Carte Siciliane: storia, simboli e magia del tradizionale mazzo di carte

Scopri la storia antica delle carte siciliane, dai legami arabi-spagnoli ai ritratti simbolici. Tradizione, funzione e curiosità di un mazzo unico.

Carte Siciliane

Le carte da gioco siciliane, come quelle delle altre regioni italiane, affondano le radici in un passato avvolto nel mistero. Sebbene la documentazione sia scarsa, si ritiene che la loro diffusione sia avvenuta nel corso del Rinascimento, favorito dall’epoca spagnola, a partire dal XIV secolo.

Origini e Influenza Araba-Spagnola

Le influenze sulle carte siciliane sono molteplici. In particolare:

  • Le similitudini con le carte arabe mamelucche sono sorprendenti.
  • I Mamelucchi d’Egitto, presente in Spagna nel Trecento, utilizzavano mazzi da 52 carte, iconografie e simboli che riecheggiano nelle carte spagnole e napoletane.

Ad esempio, il cavaliere montato su un cavallo grigio ricorda diverse tradizioni religiose: da una parte il simbolismo cristiano (Cristo a Gerusalemme), dall’altra la tradizione islamica (sceicchi che entrano in città a dorso d’asino). Il termine dialettale Sceccu o Sciccareddu deriva chiaramente da “sceicco”.

Nel Rinascimento, con l’avvento della xilografia, le costose carte dipinte a mano su pergamena o cuoio furono rimpiazzate da mazzi stampati in serie, rendendo i giochi accessibili a un pubblico più ampio.

Il Mazzo Siciliano: Struttura e Semi

Il mazzo tradizionale conta 40 carte, suddivise in quattro semi:

  1. Denari (o “aremi” in dialetto)
  2. Bastoni (o “mazzi”)
  3. Spade
  4. Coppe

Ogni seme include 10 carte: le prime sette rappresentano i numeri dall’1 al 7, mentre le rimanenti tre sono figure: la Donna (al posto del fante), il Cavaliere (Sceccu) e il Re. Tuttavia, il valore delle carte varia a seconda del gioco in cui vengono impiegate, rendendole molto flessibili.

Simbolismo e Iconografia

Le carte siciliane non sono solo strumenti di gioco, ma veri emblemi culturali:

  • Le figure richiamano storie carolingie e cavalleresche.
  • Nell’asso di Coppe compare un lebete nuziale, simbolo dei matrimoni pagani nella Magna Grecia.
  • Nel 2 di denari emerge un profilo maschile, che può rappresentare Vittorio Emanuele III o Ferdinando delle Due Sicilie.
  • Il 3 di denari porta la Trinacria, simbolo storico dell’isola.
  • Nel 5 di denari, la moneta centrale raffigura una biga, ripresa da una moneta da 10 lire; nelle prime edizioni, la figura era quella di Giuseppe Garibaldi, spesso ripetuta anche sul Cavaliere di coppe o spade.

Queste rappresentazioni trasformano ogni carta in un piccolo capolavoro d’arte popolare, ricco di storia e antropologia.

Carte Siciliane vs Tarocco Siciliano

Il Tarocco Siciliano, strettamente legato al mazzo tradizionale, ne è una versione ampliata con 64 carte.

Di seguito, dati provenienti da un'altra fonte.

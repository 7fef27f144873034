use crate::{
    auth::{
        auth::AuthUser,
        jwt::{generate_access_token, generate_refresh_token, verify_token},
        password::{hash_password, verify_password},
    },
    config::Config,
    models::{LoginReqDto, TokenType, UserReq, UserSql},
};
use actix_web::{HttpRequest, HttpResponse, Responder, get, web};
use serde::{Deserialize, Serialize};
use serde_json::json;
use sqlx::SqlitePool;
use tracing::{debug, error, info, instrument};

/// Inserts a new user row, linking it to an employee record when given
async fn insert_user(
    username: &str,
    password: &str,
    role_id: u8,
    employee_id: Option<i64>,
    pool: &SqlitePool,
) -> Result<(), HttpResponse> {
    let hashed = hash_password(password);

    let result = sqlx::query(
        r#"INSERT INTO users (username, password, role_id, employee_id) VALUES (?, ?, ?, ?)"#,
    )
    .bind(username)
    .bind(hashed)
    .bind(i64::from(role_id))
    .bind(employee_id)
    .execute(pool)
    .await;

    match result {
        Ok(_) => Ok(()),
        Err(e) => {
            if let sqlx::Error::Database(db_err) = &e {
                if matches!(db_err.kind(), sqlx::error::ErrorKind::UniqueViolation) {
                    return Err(HttpResponse::Conflict().json(json!({
                        "error": "Username already exists"
                    })));
                }
            }

            error!(error = %e, "Failed to insert user");
            Err(HttpResponse::InternalServerError().json(json!({
                "error": "Failed to register user"
            })))
        }
    }
}

/// true  => username AVAILABLE
/// false => username TAKEN
pub async fn is_username_available(username: &str, pool: &SqlitePool) -> bool {
    let username = username.to_lowercase();

    let exists = sqlx::query_scalar::<_, bool>(
        "SELECT EXISTS(SELECT 1 FROM users WHERE lower(username) = ? LIMIT 1)",
    )
    .bind(&username)
    .fetch_one(pool)
    .await
    .unwrap_or(true); // fail-safe

    !exists
}

/// User registration handler
pub async fn register(user: web::Json<UserReq>, pool: web::Data<SqlitePool>) -> impl Responder {
    let username = user.username.trim();
    let password = &user.password;

    if username.is_empty() || password.is_empty() {
        return HttpResponse::BadRequest().json(json!({
            "error": "Username and password must not be empty"
        }));
    }

    if !is_username_available(username, pool.get_ref()).await {
        return HttpResponse::Conflict().json(json!({
            "error": "Username already taken"
        }));
    }

    match insert_user(
        username,
        password,
        user.role_id,
        user.employee_id,
        pool.get_ref(),
    )
    .await
    {
        Ok(_) => HttpResponse::Created().json(json!({
            "message": "User registered successfully"
        })),
        Err(err_resp) => err_resp,
    }
}

#[derive(Serialize, Deserialize)]
pub struct LoginUser {
    pub id: i64,
    pub username: String,
    pub role_id: u8,
    pub employee_id: Option<i64>,
}

#[derive(Serialize, Deserialize)]
pub struct LoginResponse {
    pub access_token: String,
    pub refresh_token: String,
    pub user: LoginUser,
}

#[instrument(
    name = "auth_login",
    skip(pool, config, user),
    fields(username = %user.username)
)]
pub async fn login(
    user: web::Json<LoginReqDto>,
    pool: web::Data<SqlitePool>,
    config: web::Data<Config>,
) -> impl Responder {
    info!("Login request received");

    if user.username.trim().is_empty() || user.password.is_empty() {
        info!("Validation failed: empty username or password");
        return HttpResponse::BadRequest().body("Username or password required");
    }

    debug!("Fetching user from database");

    let db_user = match sqlx::query_as::<_, UserSql>(
        r#"
        SELECT id, username, password, role_id, employee_id
        FROM users
        WHERE username = ? AND is_active = 1
        "#,
    )
    .bind(&user.username)
    .fetch_optional(pool.get_ref())
    .await
    {
        Ok(Some(user)) => {
            debug!(user_id = user.id, "User found");
            user
        }
        Ok(None) => {
            info!("Invalid credentials: user not found");
            return HttpResponse::Unauthorized().body("Invalid credentials");
        }
        Err(e) => {
            error!(error = %e, "Database error while fetching user");
            return HttpResponse::InternalServerError().finish();
        }
    };

    debug!("Verifying password");

    if let Err(e) = verify_password(&user.password, &db_user.password) {
        info!(error = %e, "Invalid credentials: password mismatch");
        return HttpResponse::Unauthorized().body("Invalid credentials");
    }

    debug!("Password verified");

    let role_id = db_user.role_id as u8;

    let access_token = generate_access_token(
        db_user.id,
        db_user.username.clone(),
        role_id,
        db_user.employee_id,
        &config.jwt_secret,
        config.access_token_ttl,
    );

    let (refresh_token, refresh_claims) = generate_refresh_token(
        db_user.id,
        db_user.username.clone(),
        role_id,
        db_user.employee_id,
        &config.jwt_secret,
        config.refresh_token_ttl,
    );

    debug!(
        user_id = db_user.id,
        jti = %refresh_claims.jti,
        "Storing refresh token"
    );

    if let Err(e) = sqlx::query(
        r#"
        INSERT INTO refresh_tokens (user_id, jti, expires_at)
        VALUES (?, ?, ?)
        "#,
    )
    .bind(db_user.id)
    .bind(&refresh_claims.jti)
    .bind(refresh_claims.exp as i64)
    .execute(pool.get_ref())
    .await
    {
        error!(error = %e, "Failed to store refresh token");
        return HttpResponse::InternalServerError().finish();
    }

    debug!("Updating last_login_at");

    if let Err(e) = sqlx::query("UPDATE users SET last_login_at = datetime('now') WHERE id = ?")
        .bind(db_user.id)
        .execute(pool.get_ref())
        .await
    {
        error!(error = %e, "Failed to update last_login_at");
        // intentionally not failing login
    }

    info!("Login successful");

    HttpResponse::Ok().json(LoginResponse {
        access_token,
        refresh_token,
        user: LoginUser {
            id: db_user.id,
            username: db_user.username,
            role_id,
            employee_id: db_user.employee_id,
        },
    })
}

/// Auth probe for clients; echoes the verified identity.
#[get("/protected")]
pub async fn protected(auth: AuthUser) -> impl Responder {
    HttpResponse::Ok().json(json!({
        "user_id": auth.user_id,
        "username": auth.username,
        "role": format!("{:?}", auth.role),
        "employee_id": auth.employee_id,
    }))
}

#[derive(sqlx::FromRow)]
struct RefreshTokenRow {
    id: i64,
    user_id: i64,
    revoked: bool,
}

pub async fn refresh_token(
    req: HttpRequest,
    pool: web::Data<SqlitePool>,
    config: web::Data<Config>,
) -> impl Responder {
    let header = match req.headers().get("Authorization") {
        Some(h) => h.to_str().unwrap_or(""),
        None => return HttpResponse::Unauthorized().body("No token"),
    };

    let token = match header.strip_prefix("Bearer ") {
        Some(t) => t,
        None => return HttpResponse::Unauthorized().body("Invalid token"),
    };

    let claims = match verify_token(token, &config.jwt_secret) {
        Ok(c) => c,
        Err(_) => return HttpResponse::Unauthorized().finish(),
    };

    if claims.token_type != TokenType::Refresh {
        return HttpResponse::Unauthorized().finish();
    }

    let record = match sqlx::query_as::<_, RefreshTokenRow>(
        r#"
        SELECT id, user_id, revoked
        FROM refresh_tokens
        WHERE jti = ?
        "#,
    )
    .bind(&claims.jti)
    .fetch_optional(pool.get_ref())
    .await
    {
        Ok(r) => r,
        Err(e) => {
            error!(error = %e, "Failed to look up refresh token");
            return HttpResponse::InternalServerError().finish();
        }
    };

    let record = match record {
        Some(r) if !r.revoked => r,
        _ => return HttpResponse::Unauthorized().finish(),
    };

    // rotate: the presented refresh token is spent
    if let Err(e) = sqlx::query("UPDATE refresh_tokens SET revoked = 1 WHERE id = ?")
        .bind(record.id)
        .execute(pool.get_ref())
        .await
    {
        error!(error = %e, "Failed to revoke refresh token");
        return HttpResponse::InternalServerError().finish();
    }

    let (new_refresh_token, new_claims) = generate_refresh_token(
        claims.user_id,
        claims.sub.clone(),
        claims.role,
        claims.employee_id,
        &config.jwt_secret,
        config.refresh_token_ttl,
    );

    if let Err(e) = sqlx::query(
        r#"
        INSERT INTO refresh_tokens (user_id, jti, expires_at)
        VALUES (?, ?, ?)
        "#,
    )
    .bind(record.user_id)
    .bind(&new_claims.jti)
    .bind(new_claims.exp as i64)
    .execute(pool.get_ref())
    .await
    {
        error!(error = %e, "Failed to store rotated refresh token");
        return HttpResponse::InternalServerError().finish();
    }

    let access_token = generate_access_token(
        claims.user_id,
        claims.sub.clone(),
        claims.role,
        claims.employee_id,
        &config.jwt_secret,
        config.access_token_ttl,
    );

    HttpResponse::Ok().json(serde_json::json!({
        "access_token": access_token,
        "refresh_token": new_refresh_token
    }))
}

pub async fn logout(
    req: HttpRequest,
    pool: web::Data<SqlitePool>,
    config: web::Data<Config>,
) -> impl Responder {
    let header = match req.headers().get("Authorization") {
        Some(h) => h.to_str().unwrap_or(""),
        None => return HttpResponse::NoContent().finish(),
    };

    let token = match header.strip_prefix("Bearer ") {
        Some(t) => t,
        None => return HttpResponse::NoContent().finish(),
    };

    let claims = match verify_token(token, &config.jwt_secret) {
        Ok(c) => c,
        Err(_) => return HttpResponse::NoContent().finish(),
    };

    // only refresh tokens can logout
    if claims.token_type != TokenType::Refresh {
        return HttpResponse::NoContent().finish();
    }

    // revoke refresh token (idempotent)
    let _ = sqlx::query(
        r#"
        UPDATE refresh_tokens
        SET revoked = 1
        WHERE jti = ?
        "#,
    )
    .bind(&claims.jti)
    .execute(pool.get_ref())
    .await;

    // success (even if token didn't exist)
    HttpResponse::NoContent().finish()
}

Pur mantenendo contenuti simbolici affini, introduce nuove carte e varianti, rendendolo ideale per giochi regionali più complessi e articolati.

Giochi Tradizionali e Valore Sociale

Giochi Tradizionali e Valore Sociale

Le carte da gioco siciliane hanno sempre avuto un ruolo centrale nella vita sociale:

  • Giochi come la Scopa, la Briscola, il Tressette e la Pozzetta dominano le serate in famiglia o con amici.
  • Le tattiche cambiano in base al mazzo e al valore delle carte.
  • I simboli scelti non sono puramente estetici: raccontano storie, identità locali e legami tra civiltà.

Conservazione e Collezionismo

I mazzi più antichi, soprattutto quelli xilografati, sono diventati oggetti preziosi per collezionisti e ricercatori. Conservano intatti gli stili artistici, le scelte cromatiche e l’immaginario popolare dell’epoca. Oggi, associazioni culturali e appassionati promuovono tornei ed eventi dedicati per mantenere viva la tradizione.

Le carte da gioco siciliane incarnano l’unione tra storia, simbolismo e intrattenimento. Dai retaggi arabi-spagnoli, passando per i colori rinascimentali della xilografia, fino ai giochi ancora oggi in voga, costituiscono un patrimonio culturale unico. Ogni carta è una storia, un simbolo, una memoria dell’isola.